** Opening Data provided block **

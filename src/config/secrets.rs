use std::fs;
use std::path::{Path, PathBuf};

use serde::{Deserialize, Serialize};

use crate::auth::generate_secret;
use crate::error::{Error, Result};

pub const SECRETS_FILE: &str = "secrets.toml";

pub const SESSION_SECRET_ENV: &str = "SESSION_SECRET";
pub const INVITE_SECRET_ENV: &str = "INVITE_SECRET";

/// Signing secrets for the two token domains, kept next to the database.
#[derive(Debug, Clone, PartialEq, Eq, Serialize, Deserialize)]
pub struct Secrets {
    pub session_secret: String,
    pub invitation_secret: String,
}

impl Secrets {
    #[must_use]
    pub fn generate() -> Self {
        Self {
            session_secret: generate_secret(),
            invitation_secret: generate_secret(),
        }
    }

    pub fn load(path: &Path) -> Result<Self> {
        let content = fs::read_to_string(path)?;
        toml::from_str(&content)
            .map_err(|e| Error::Config(format!("invalid secrets file {}: {e}", path.display())))
    }

    /// Writes the file readable by the owner only.
    pub fn save(&self, path: &Path) -> Result<()> {
        if let Some(parent) = path.parent() {
            fs::create_dir_all(parent)?;
        }
        let content = toml::to_string_pretty(self)
            .map_err(|e| Error::Config(format!("failed to encode secrets: {e}")))?;
        fs::write(path, content)?;

        #[cfg(unix)]
        {
            use std::os::unix::fs::PermissionsExt;
            fs::set_permissions(path, fs::Permissions::from_mode(0o600))?;
        }

        Ok(())
    }

    /// Replaces either secret with its environment override, if set.
    #[must_use]
    pub fn with_env_overrides(self) -> Self {
        self.with_overrides(
            std::env::var(SESSION_SECRET_ENV).ok(),
            std::env::var(INVITE_SECRET_ENV).ok(),
        )
    }

    fn with_overrides(mut self, session: Option<String>, invitation: Option<String>) -> Self {
        if let Some(secret) = session.filter(|s| !s.is_empty()) {
            self.session_secret = secret;
        }
        if let Some(secret) = invitation.filter(|s| !s.is_empty()) {
            self.invitation_secret = secret;
        }
        self
    }
}

#[must_use]
pub fn secrets_path(data_dir: &Path) -> PathBuf {
    data_dir.join(SECRETS_FILE)
}
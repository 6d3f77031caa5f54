mod storage;

pub use storage::{
    UploadWriter, VideoStorage, VideoStorageError, sanitize_filename, validate_filename,
};
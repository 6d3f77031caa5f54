use std::sync::Arc;

use axum::{
    Json,
    extract::{Path, Query, State},
    http::StatusCode,
    response::IntoResponse,
};

use crate::auth::RequireUser;
use crate::server::AppState;
use crate::server::dto::{AcceptInviteRequest, InviteRequest, MeResponse, ValidateInviteParams};
use crate::server::response::{ApiError, ApiResponse};

/// POST /projects/{id}/invitations
pub async fn invite(
    RequireUser(inviter): RequireUser,
    State(state): State<Arc<AppState>>,
    Path(id): Path<String>,
    Json(req): Json<InviteRequest>,
) -> impl IntoResponse {
    let result = state
        .invitations()
        .invite(&id, &req.email, req.role.as_deref(), &inviter)?;
    Ok::<_, ApiError>((StatusCode::CREATED, Json(ApiResponse::success(result))))
}

/// GET /invitations/validate?token=
pub async fn validate(
    State(state): State<Arc<AppState>>,
    Query(params): Query<ValidateInviteParams>,
) -> impl IntoResponse {
    let claims = state.invitations().validate(&params.token)?;
    Ok::<_, ApiError>(Json(ApiResponse::success(claims)))
}

/// POST /invitations/accept
pub async fn accept(
    State(state): State<Arc<AppState>>,
    Json(req): Json<AcceptInviteRequest>,
) -> impl IntoResponse {
    let user = state
        .invitations()
        .accept(&req.token, &req.password, req.display_name.as_deref())?;
    let memberships = state.store.list_user_memberships(&user.id)?;
    Ok::<_, ApiError>(Json(ApiResponse::success(MeResponse { user, memberships })))
}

** Closing Data provided block **

# Exercise:
Starting with the first line of the entries, transcribe every line up to and including the one with "pub const INVITE_SECRET_ENV: &str".

# Worked solution:
filename src/config/secrets.rs
use std::fs;
use std::path::{Path, PathBuf};

use serde::{Deserialize, Serialize};

use crate::auth::generate_secret;
use crate::error::{Error, Result};

pub const SECRETS_FILE: &str = "secrets.toml";

pub const SESSION_SECRET_ENV: &str = "SESSION_SECRET";
pub const INVITE_SECRET_ENV: &str = "INVITE_SECRET";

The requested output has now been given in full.